Everyone realizes that restaurant wait staff will often get much – if not most – of their income from their tips.

Traditionally, tips have been left as cash for servers to take home at the end of the night in their pocket. In the past, declaring these tips as income was based largely on the honour system. The taxman had neither the time nor the resources to trace what was untraceable – cash on the barrel. Then along came electronic payments. Debit cards and credit cards meant that gratuities could be more easily traced and therefore accurately taxed. The Canada Revenue Agency (CRA) has estimated that untaxed gratuities represent a massive financial resource for them to tap and it’s starting to go after it. Anyone who thinks the government isn’t serious about wrapping its arms around lost tax revenue can wake up and smell the audit. Government coffers have run dry. The public’s willingness to pay more tax has hit a threshold. The obvious solution is to root out those who are avoiding their tax obligation. Although the entire underground economy and the many wealthy Canadians hiding money offshore are on CRA’s hit list too, gratuities earned and undeclared as income are of great interest. In 2012, CRA decided to test the waters to see if going after undeclared gratuities would be worth its while. It proved to be a much larger gold mine than even the government had guessed it to be. CRA piloted a test project involving a handful of Ontario restaurants. Its estimates that servers were only declaring 50 per cent of their tips proved incorrect – according to CRA, the project indicated servers were declaring only zero to 10 per cent. To CRA’s surprise, the $750 million of undeclared income from tips across the country it had estimated was on the table was actually between $2.7 and $6 billion. CRA concluded its pilot project was a resounding success, which means the restaurant industry can expect more scrutiny.

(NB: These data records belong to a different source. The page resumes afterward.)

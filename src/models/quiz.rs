use serde::{Deserialize, Serialize};

#[derive(Debug, Clone, PartialEq, Serialize, Deserialize)]
pub struct QuizOption {
    pub text: String,
}

#[derive(Debug, Clone, PartialEq, Serialize, Deserialize)]
#[serde(rename_all = "camelCase")]
pub struct QuizQuestion {
    pub question: String,
    /// Minimum 2 options; `correct_index` always points into this list.
    pub options: Vec<QuizOption>,
    pub correct_index: usize,
    #[serde(default, skip_serializing_if = "Option::is_none")]
    pub explanation: Option<String>,
}

impl QuizQuestion {
    /// A freshly added question: empty text, two empty options, first one correct.
    pub fn seeded() -> Self {
        Self {
            question: String::new(),
            options: vec![
                QuizOption { text: String::new() },
                QuizOption { text: String::new() },
            ],
            correct_index: 0,
            explanation: None,
        }
    }
}

/// Partial edit of a question. Absent fields are left untouched.
#[derive(Debug, Clone, Default, Deserialize)]
#[serde(rename_all = "camelCase")]
pub struct QuestionPatch {
    pub question: Option<String>,
    pub explanation: Option<String>,
    pub correct_index: Option<usize>,
}
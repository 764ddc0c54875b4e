use chrono::Utc;
use sqlx::SqlitePool;
use tracing::warn;
use uuid::Uuid;

use crate::error::AppError;
use crate::models::DraftRecord;

/// Durable draft storage: one JSON blob per storage key, last write wins.
/// Constructed explicitly with its key so tests can point separate stores
/// at isolated slots of the same database.
#[derive(Clone)]
pub struct DraftStore {
    db: SqlitePool,
    key: String,
}

impl DraftStore {
    pub fn new(db: SqlitePool, key: impl Into<String>) -> Self {
        Self {
            db,
            key: key.into(),
        }
    }

    /// A store under a freshly generated key, for isolated test storage.
    pub fn isolated(db: SqlitePool) -> Self {
        Self::new(db, format!("draft-{}", Uuid::new_v4()))
    }

    pub fn key(&self) -> &str {
        &self.key
    }

    /// Loads the stored triple. A missing row and an unreadable blob both
    /// come back as `None`; the session then starts from the seed document.
    pub async fn load(&self) -> Result<Option<DraftRecord>, AppError> {
        let row: Option<(String,)> = sqlx::query_as("SELECT value FROM drafts WHERE key = ?")
            .bind(&self.key)
            .fetch_optional(&self.db)
            .await?;

        let Some((value,)) = row else {
            return Ok(None);
        };

        match serde_json::from_str::<DraftRecord>(&value) {
            Ok(draft) => Ok(Some(draft)),
            Err(e) => {
                warn!("stored draft under '{}' is unreadable, starting fresh: {}", self.key, e);
                Ok(None)
            }
        }
    }

    pub async fn save(&self, draft: &DraftRecord) -> Result<(), AppError> {
        let value = serde_json::to_string(draft)?;
        let saved_at = Utc::now().to_rfc3339();

        sqlx::query(
            r#"
            INSERT INTO drafts (key, value, saved_at)
            VALUES (?1, ?2, ?3)
            ON CONFLICT(key) DO UPDATE SET value = excluded.value, saved_at = excluded.saved_at
            "#,
        )
        .bind(&self.key)
        .bind(&value)
        .bind(&saved_at)
        .execute(&self.db)
        .await?;

        Ok(())
    }

    pub async fn clear(&self) -> Result<(), AppError> {
        sqlx::query("DELETE FROM drafts WHERE key = ?")
            .bind(&self.key)
            .execute(&self.db)
            .await?;
        Ok(())
    }
}
#![forbid(unsafe_code)]

//! Derived publishers.
//!
//! [`Mapped<U>`] is a publisher backed by a private child processor. A relay
//! subscription connects the child to its upstream only while the child has
//! subscribers of its own:
//!
//! ```text
//! upstream ──(one relay subscription)──► transform ──► child ──► subscriber 1
//!                                                          ├──► subscriber 2
//!                                                          └──► subscriber N
//! ```
//!
//! The first child subscriber opens the relay subscription and the last
//! disposal tears it down. However many subscribers the child has, upstream
//! sees at most one relay.
//!
//! The child holds its upstream strongly; the relay subscription refers back
//! to the child weakly, so dropping every `Mapped` handle releases the child
//! and disposes the relay.

use std::fmt;
use std::sync::{Arc, Condvar, Mutex, MutexGuard, PoisonError, Weak};
use std::thread::{self, ThreadId};

use tracing::debug;

use crate::disposable::Disposable;
use crate::error::SubscriberError;
use crate::processor::{Core, Processor, ProcessorConfig};
use crate::publisher::Publisher;
use crate::subscriber::Subscriber;

type Connect = Box<dyn Fn() -> Disposable + Send + Sync>;

#[derive(Default)]
struct Link {
    upstream: Option<Disposable>,
    /// Thread currently connecting or disconnecting. It re-checks demand
    /// before clearing this.
    busy: Option<ThreadId>,
}

enum Step {
    Connect,
    Disconnect(Disposable),
}

/// Reference-counted bridge from a child processor to its upstream.
pub(crate) struct Relay {
    link: Mutex<Link>,
    settled: Condvar,
    connect: Connect,
}

/// Clears the busy mark and wakes waiters, also when an upstream call unwinds.
struct Transition<'a> {
    relay: &'a Relay,
}

impl Drop for Transition<'_> {
    fn drop(&mut self) {
        self.relay.lock().busy = None;
        self.relay.settled.notify_all();
    }
}

impl Relay {
    pub(crate) fn new(connect: Connect) -> Self {
        Self {
            link: Mutex::new(Link::default()),
            settled: Condvar::new(),
            connect,
        }
    }

    fn lock(&self) -> MutexGuard<'_, Link> {
        self.link.lock().unwrap_or_else(PoisonError::into_inner)
    }

    /// Connect or disconnect until the upstream subscription matches
    /// `wanted()`.
    ///
    /// Upstream calls happen without holding the link lock: connecting to a
    /// closed upstream closes the child synchronously, and that close may
    /// re-enter here.
    ///
    /// While another thread is mid-transition, a caller with `wait` set
    /// blocks until that transition ends and then re-checks; other callers
    /// return and leave the re-check to the busy thread. A re-entrant call
    /// from the busy thread itself always returns.
    pub(crate) fn reconcile(&self, label: &str, wait: bool, wanted: impl Fn() -> bool) {
        let me = thread::current().id();
        loop {
            let step = {
                let mut link = self.lock();
                while let Some(owner) = link.busy {
                    if !wait || owner == me {
                        return;
                    }
                    link = self
                        .settled
                        .wait(link)
                        .unwrap_or_else(PoisonError::into_inner);
                }
                let step = match (wanted(), link.upstream.take()) {
                    (true, None) => Step::Connect,
                    (false, Some(upstream)) => Step::Disconnect(upstream),
                    (_, current) => {
                        link.upstream = current;
                        return;
                    }
                };
                link.busy = Some(me);
                step
            };

            let _transition = Transition { relay: self };
            match step {
                Step::Connect => {
                    let upstream = (self.connect)();
                    debug!(processor = %label, "relay connected upstream");
                    self.lock().upstream = Some(upstream);
                }
                Step::Disconnect(upstream) => {
                    upstream.dispose();
                    debug!(processor = %label, "relay disconnected upstream");
                }
            }
        }
    }

    fn is_connected(&self) -> bool {
        self.lock().upstream.is_some()
    }
}

impl Drop for Relay {
    fn drop(&mut self) {
        let link = self.link.get_mut().unwrap_or_else(PoisonError::into_inner);
        if let Some(upstream) = link.upstream.take() {
            upstream.dispose();
        }
    }
}

/// Upstream-side subscriber that feeds transformed items into the child.
struct RelaySubscriber<U, F> {
    child: Weak<Core<U>>,
    transform: Arc<F>,
}

impl<U: 'static, F> RelaySubscriber<U, F> {
    fn child(&self) -> Option<Processor<U>> {
        self.child.upgrade().map(Processor::from_core)
    }
}

impl<T, U, F> Subscriber<T> for RelaySubscriber<U, F>
where
    U: 'static,
    F: Fn(&T) -> U + Send + Sync,
{
    fn on_item(&self, item: &T) -> Result<(), SubscriberError> {
        if let Some(child) = self.child() {
            child.submit((self.transform)(item));
        }
        Ok(())
    }

    fn on_error(&self, error: SubscriberError) {
        if let Some(child) = self.child() {
            child.on_error(error);
        }
    }

    fn on_close(&self) {
        if let Some(child) = self.child() {
            child.on_close();
        }
    }
}

/// Publisher of transformed items from an upstream publisher.
///
/// Built by [`Publisher::map`]. Cloning shares the same child processor.
/// When the upstream closes or fails, the derived publisher closes or fails
/// with it.
pub struct Mapped<U> {
    processor: Processor<U>,
}

impl<U> Clone for Mapped<U> {
    fn clone(&self) -> Self {
        Self {
            processor: self.processor.clone(),
        }
    }
}

impl<U> fmt::Debug for Mapped<U> {
    fn fmt(&self, f: &mut fmt::Formatter<'_>) -> fmt::Result {
        f.debug_struct("Mapped")
            .field("processor", &self.processor)
            .finish()
    }
}

impl<U: 'static> Mapped<U> {
    /// Derive from `upstream` with the default child configuration.
    #[must_use]
    pub fn new<T, P, F>(upstream: P, transform: F) -> Self
    where
        T: 'static,
        P: Publisher<T> + 'static,
        F: Fn(&T) -> U + Send + Sync + 'static,
    {
        Self::with_config(
            upstream,
            transform,
            ProcessorConfig::default().with_label("map"),
        )
    }

    /// Derive from `upstream`, configuring the child processor explicitly.
    #[must_use]
    pub fn with_config<T, P, F>(upstream: P, transform: F, config: ProcessorConfig) -> Self
    where
        T: 'static,
        P: Publisher<T> + 'static,
        F: Fn(&T) -> U + Send + Sync + 'static,
    {
        let transform = Arc::new(transform);
        let core = Arc::new_cyclic(|child: &Weak<Core<U>>| {
            let child = child.clone();
            let connect: Connect = Box::new(move || {
                upstream.subscribe(Arc::new(RelaySubscriber {
                    child: child.clone(),
                    transform: Arc::clone(&transform),
                }))
            });
            Core::new(config, Some(Relay::new(connect)))
        });
        Self {
            processor: Processor::from_core(core),
        }
    }

    /// Number of subscribers on the derived side.
    #[must_use]
    pub fn subscriber_count(&self) -> usize {
        self.processor.subscriber_count()
    }

    /// Whether the derived side has closed (because its upstream did).
    #[must_use]
    pub fn is_closed(&self) -> bool {
        self.processor.is_closed()
    }

    /// Whether the relay currently holds an upstream subscription.
    #[must_use]
    pub fn is_connected(&self) -> bool {
        self.processor.relay().is_some_and(Relay::is_connected)
    }
}

impl<U: 'static> Publisher<U> for Mapped<U> {
    fn subscribe(&self, subscriber: Arc<dyn Subscriber<U>>) -> Disposable {
        self.processor.subscribe(subscriber)
    }

    fn has_subscribers(&self) -> bool {
        self.processor.has_subscribers()
    }
}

Audits and surprise tax bills are bitter pills for serving staff to swallow if they’ve been underreporting their income from tips. Furthermore, restaurants can find themselves owing the employer portion of Employment Insurance (EI) and Canada Pension Plan (CPP) for tips that CRA deems to be “controlled” by the restaurant. If your establishment is dictating to the patron how much to tip (as is often done with autograts for groups of people), it’s considered to be controlled and you must pay the employer’s portion of EI and CPP on those tips. If your establishment dictates how tips are pooled and shared among the staff, then tips are also considered to be controlled. To have a direct tipping system, it’s best to allow the patron to decided how much to tip, let the staff decide how to pool and share the tips and get those gratuities into the hands of the employees as soon as possible after their shift. According to the Canadian Restaurant and Foodservices Association, “Direct tips do not form part of earnings from employment and are not subject to source deductions or payroll taxes (including EI and CPP). However, employees are still required to report these tips as income when they file their personal income taxes. If servers are required to pool some of their tips, servers would declare the tips they collect from customers minus the amount that they pay into the pool.” Once a tip is considered direct, the onus is on the employee to declare an appropriate amount. What employees consider to be appropriate however, is an important point
to discuss.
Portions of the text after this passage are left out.